Using the material below, tally each line with the string "http" and report only the total.

> **Data provided**
^^^^^^^^

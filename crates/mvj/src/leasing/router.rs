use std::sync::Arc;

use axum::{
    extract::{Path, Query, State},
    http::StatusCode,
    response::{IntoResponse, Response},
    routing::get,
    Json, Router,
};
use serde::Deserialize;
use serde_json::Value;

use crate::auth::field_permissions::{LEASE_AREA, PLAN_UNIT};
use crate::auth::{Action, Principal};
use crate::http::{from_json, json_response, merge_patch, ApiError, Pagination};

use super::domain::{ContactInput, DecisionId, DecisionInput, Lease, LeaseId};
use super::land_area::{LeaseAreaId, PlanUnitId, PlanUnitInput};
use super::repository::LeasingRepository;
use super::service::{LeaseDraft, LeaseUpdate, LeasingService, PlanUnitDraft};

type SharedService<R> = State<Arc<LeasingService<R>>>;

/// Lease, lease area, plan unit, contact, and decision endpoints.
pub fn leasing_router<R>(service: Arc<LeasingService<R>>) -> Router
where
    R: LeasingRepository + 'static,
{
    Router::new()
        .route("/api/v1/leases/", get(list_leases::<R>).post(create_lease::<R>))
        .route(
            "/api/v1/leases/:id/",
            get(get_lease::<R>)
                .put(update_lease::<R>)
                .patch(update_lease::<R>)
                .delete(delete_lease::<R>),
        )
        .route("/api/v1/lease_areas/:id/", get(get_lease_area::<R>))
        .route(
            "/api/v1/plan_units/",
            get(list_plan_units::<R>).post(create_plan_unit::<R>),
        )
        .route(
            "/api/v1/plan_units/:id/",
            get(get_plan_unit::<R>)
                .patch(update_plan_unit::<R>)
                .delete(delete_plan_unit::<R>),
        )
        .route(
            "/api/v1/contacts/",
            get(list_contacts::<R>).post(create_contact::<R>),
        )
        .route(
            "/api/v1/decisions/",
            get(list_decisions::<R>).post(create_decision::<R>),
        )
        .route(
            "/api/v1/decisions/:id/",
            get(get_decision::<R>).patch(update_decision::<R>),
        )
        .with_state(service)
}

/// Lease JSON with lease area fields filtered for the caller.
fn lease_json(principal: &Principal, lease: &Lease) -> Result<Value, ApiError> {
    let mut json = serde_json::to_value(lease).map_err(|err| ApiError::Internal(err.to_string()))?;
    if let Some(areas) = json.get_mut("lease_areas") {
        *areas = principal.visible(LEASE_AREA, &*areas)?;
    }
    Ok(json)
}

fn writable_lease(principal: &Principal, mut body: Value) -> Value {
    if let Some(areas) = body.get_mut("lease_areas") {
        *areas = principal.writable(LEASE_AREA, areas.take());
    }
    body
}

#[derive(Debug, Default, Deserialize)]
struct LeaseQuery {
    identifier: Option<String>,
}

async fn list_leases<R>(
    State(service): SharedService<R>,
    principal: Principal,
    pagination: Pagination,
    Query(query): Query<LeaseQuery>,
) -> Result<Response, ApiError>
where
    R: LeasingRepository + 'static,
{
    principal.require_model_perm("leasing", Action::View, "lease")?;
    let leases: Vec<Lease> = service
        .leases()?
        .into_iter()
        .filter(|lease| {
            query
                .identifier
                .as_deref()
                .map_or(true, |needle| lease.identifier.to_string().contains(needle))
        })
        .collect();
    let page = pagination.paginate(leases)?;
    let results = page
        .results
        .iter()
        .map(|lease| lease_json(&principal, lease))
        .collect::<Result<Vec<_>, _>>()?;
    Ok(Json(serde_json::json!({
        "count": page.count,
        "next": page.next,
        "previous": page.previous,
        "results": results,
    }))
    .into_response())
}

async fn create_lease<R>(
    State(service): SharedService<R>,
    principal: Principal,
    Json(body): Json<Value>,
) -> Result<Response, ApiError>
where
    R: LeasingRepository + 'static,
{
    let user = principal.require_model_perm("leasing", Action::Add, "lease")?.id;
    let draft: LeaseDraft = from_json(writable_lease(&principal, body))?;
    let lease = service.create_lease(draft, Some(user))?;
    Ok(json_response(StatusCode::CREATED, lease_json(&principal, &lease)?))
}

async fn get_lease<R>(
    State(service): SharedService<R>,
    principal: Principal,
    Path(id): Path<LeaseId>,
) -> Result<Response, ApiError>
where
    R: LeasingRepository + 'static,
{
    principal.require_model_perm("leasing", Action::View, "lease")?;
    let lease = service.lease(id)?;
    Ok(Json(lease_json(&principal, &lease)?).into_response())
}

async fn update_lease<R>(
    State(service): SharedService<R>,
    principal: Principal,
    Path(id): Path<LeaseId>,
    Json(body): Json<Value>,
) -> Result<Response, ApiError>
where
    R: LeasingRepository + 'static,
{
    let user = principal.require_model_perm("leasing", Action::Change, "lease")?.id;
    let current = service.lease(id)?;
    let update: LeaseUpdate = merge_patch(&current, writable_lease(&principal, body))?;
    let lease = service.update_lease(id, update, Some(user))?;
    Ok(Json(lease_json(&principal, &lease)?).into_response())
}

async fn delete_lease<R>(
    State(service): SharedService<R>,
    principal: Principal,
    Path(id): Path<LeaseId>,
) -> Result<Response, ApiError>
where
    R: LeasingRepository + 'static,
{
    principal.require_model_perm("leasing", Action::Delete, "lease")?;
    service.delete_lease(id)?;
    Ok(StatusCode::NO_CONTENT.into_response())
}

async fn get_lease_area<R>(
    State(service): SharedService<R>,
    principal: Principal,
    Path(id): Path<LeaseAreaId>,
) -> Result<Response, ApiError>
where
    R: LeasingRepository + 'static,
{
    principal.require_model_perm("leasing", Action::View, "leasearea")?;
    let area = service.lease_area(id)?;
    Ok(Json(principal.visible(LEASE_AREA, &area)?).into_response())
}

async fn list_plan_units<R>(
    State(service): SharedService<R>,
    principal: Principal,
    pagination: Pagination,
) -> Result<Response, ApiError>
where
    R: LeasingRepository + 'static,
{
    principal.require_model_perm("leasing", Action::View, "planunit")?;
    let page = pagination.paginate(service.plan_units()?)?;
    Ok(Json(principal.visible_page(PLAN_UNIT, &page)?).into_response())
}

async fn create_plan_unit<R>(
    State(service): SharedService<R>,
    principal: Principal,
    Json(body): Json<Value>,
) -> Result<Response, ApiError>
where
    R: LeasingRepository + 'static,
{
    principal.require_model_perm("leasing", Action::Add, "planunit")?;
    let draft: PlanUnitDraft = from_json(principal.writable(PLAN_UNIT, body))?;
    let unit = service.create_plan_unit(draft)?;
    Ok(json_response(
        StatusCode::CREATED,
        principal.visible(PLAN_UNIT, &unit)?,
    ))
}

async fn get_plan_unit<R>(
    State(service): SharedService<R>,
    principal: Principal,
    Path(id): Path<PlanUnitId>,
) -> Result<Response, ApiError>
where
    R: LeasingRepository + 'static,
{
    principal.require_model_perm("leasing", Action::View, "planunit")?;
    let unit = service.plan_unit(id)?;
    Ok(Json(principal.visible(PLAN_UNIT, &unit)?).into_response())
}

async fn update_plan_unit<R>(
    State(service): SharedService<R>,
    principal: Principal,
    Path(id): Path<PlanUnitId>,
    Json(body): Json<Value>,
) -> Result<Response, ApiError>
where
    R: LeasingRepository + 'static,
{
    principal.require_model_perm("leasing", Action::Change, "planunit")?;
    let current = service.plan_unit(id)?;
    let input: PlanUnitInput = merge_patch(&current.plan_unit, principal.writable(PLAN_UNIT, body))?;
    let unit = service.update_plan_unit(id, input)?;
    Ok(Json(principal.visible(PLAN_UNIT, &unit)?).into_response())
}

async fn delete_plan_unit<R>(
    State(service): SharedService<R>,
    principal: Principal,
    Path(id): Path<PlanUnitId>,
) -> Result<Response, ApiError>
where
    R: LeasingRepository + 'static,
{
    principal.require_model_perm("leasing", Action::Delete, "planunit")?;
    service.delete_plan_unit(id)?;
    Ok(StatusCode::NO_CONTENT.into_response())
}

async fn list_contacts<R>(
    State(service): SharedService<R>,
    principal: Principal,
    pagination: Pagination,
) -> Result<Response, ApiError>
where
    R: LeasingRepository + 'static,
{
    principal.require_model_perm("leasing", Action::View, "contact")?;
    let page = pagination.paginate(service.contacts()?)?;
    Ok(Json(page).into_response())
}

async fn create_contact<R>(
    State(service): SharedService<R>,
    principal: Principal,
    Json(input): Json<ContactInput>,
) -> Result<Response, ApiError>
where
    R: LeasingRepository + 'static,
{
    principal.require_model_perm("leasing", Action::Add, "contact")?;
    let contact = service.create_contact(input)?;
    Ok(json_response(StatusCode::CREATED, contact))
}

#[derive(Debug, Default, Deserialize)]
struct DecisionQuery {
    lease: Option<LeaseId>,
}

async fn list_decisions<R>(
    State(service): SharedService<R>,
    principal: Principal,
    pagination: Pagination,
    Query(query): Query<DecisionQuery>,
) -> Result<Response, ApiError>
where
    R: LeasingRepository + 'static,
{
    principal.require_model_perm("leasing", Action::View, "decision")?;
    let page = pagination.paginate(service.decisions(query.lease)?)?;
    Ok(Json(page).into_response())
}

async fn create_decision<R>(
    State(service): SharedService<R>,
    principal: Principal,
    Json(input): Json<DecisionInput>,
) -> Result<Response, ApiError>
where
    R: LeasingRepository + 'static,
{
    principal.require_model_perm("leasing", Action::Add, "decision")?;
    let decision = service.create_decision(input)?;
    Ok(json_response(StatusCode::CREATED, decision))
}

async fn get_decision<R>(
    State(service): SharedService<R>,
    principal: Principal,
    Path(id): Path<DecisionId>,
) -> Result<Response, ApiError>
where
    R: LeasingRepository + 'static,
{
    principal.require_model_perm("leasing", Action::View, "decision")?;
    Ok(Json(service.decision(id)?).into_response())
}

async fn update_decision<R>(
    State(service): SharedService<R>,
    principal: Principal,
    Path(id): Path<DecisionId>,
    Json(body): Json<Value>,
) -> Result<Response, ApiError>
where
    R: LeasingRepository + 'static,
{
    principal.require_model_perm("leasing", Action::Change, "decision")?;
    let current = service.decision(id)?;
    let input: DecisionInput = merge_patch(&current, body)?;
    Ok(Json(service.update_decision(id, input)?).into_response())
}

^^^^^^^^

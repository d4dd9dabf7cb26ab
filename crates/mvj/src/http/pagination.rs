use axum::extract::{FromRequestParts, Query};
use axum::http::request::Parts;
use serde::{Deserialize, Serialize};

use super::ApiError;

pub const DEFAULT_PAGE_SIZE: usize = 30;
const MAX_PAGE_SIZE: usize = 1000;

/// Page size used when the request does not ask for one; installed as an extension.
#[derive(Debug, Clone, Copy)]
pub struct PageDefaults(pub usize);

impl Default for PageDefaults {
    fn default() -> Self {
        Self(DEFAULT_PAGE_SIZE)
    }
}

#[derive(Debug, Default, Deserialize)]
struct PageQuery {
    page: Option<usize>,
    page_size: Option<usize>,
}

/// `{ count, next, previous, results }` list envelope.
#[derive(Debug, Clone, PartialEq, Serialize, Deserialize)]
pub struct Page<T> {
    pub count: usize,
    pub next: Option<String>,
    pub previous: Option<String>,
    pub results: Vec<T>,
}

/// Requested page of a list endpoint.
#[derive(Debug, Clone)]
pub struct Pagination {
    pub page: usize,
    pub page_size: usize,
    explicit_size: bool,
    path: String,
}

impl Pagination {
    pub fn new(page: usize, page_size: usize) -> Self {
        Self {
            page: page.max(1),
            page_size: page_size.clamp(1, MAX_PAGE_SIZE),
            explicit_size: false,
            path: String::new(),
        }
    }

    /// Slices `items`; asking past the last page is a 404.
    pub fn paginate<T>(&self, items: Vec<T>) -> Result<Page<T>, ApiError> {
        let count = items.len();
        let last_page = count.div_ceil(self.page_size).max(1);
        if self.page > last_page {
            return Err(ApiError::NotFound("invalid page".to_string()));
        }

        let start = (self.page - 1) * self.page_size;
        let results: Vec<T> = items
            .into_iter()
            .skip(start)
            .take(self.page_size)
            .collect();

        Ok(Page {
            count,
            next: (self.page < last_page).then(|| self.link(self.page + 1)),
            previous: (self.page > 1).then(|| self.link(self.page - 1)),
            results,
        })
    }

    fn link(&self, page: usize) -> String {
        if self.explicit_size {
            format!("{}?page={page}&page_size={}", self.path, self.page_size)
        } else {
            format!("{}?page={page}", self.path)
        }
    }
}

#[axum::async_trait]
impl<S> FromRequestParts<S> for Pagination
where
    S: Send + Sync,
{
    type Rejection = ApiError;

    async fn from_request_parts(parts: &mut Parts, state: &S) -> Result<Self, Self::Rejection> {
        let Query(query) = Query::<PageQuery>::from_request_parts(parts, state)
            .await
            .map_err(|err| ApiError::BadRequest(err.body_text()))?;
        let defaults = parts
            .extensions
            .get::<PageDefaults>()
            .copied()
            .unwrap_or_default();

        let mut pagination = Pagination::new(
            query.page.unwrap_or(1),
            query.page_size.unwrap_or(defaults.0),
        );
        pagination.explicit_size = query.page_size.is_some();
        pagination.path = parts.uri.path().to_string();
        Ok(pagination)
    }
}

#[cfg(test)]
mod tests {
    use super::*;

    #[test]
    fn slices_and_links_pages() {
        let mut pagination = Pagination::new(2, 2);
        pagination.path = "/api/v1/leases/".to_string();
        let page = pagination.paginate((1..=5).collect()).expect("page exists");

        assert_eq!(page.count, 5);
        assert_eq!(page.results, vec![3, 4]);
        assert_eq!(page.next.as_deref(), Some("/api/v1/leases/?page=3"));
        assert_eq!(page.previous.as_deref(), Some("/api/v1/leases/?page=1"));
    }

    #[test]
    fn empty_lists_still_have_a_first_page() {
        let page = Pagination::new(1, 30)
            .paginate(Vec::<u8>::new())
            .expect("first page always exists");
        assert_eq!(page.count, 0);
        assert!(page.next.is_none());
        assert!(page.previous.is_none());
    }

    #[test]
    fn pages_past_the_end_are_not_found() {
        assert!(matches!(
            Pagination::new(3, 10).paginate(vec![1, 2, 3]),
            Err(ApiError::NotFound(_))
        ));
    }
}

^^^^^^^^

> **Completed task**
4